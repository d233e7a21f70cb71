//! sim: a small 32-bit protected-mode machine that the harness can drive
//! through the same accessor traits a bare-metal backend provides.
//!
//! It models what the built-in cases touch: descriptor-table registers and
//! segment loads with their protection checks, CR0/CR3/CR4 with a two-level
//! page walk and TLB, LSL, string output to the port bus, and 16550 UARTs
//! that capture what they transmit. Faults raised by register writes are
//! recorded on the machine instead of being returned.

pub mod machine;
pub mod segmentation;
pub mod string_io;

pub use machine::{RecordedFault, SimMachine};
pub use segmentation::SegmentCache;

use arch_core::MemError;
use devices_io::IoError;
use serde::{Deserialize, Serialize};

#[derive(Debug, Clone, PartialEq, Eq, Serialize, Deserialize)]
#[serde(default)]
pub struct SimConfig {
    /// Bytes of physical memory.
    pub ram_size: usize,
    /// Map a UART on COM1 at boot, as firmware would.
    pub console: bool,
}

impl Default for SimConfig {
    fn default() -> Self { Self { ram_size: 8 << 20, console: true } }
}

#[derive(Debug, Clone, PartialEq, Eq, thiserror::Error)]
pub enum SimError {
    #[error("ram size {0:#x} cannot hold the boot tables")]
    RamTooSmall(usize),
    #[error(transparent)]
    Memory(#[from] MemError),
    #[error(transparent)]
    Io(#[from] IoError),
    #[error("boot environment faulted: {0}")]
    Boot(#[from] arch_core::Exception),
}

■ **Task directions**: Would you please copy, word for word, everything above from the line containing "pub mod machine;" down to the line containing "#[serde(default)]", those two lines included?

■ **Answer below**:
pub mod machine;
pub mod segmentation;
pub mod string_io;

pub use machine::{RecordedFault, SimMachine};
pub use segmentation::SegmentCache;

use arch_core::MemError;
use devices_io::IoError;
use serde::{Deserialize, Serialize};

#[derive(Debug, Clone, PartialEq, Eq, Serialize, Deserialize)]
#[serde(default)]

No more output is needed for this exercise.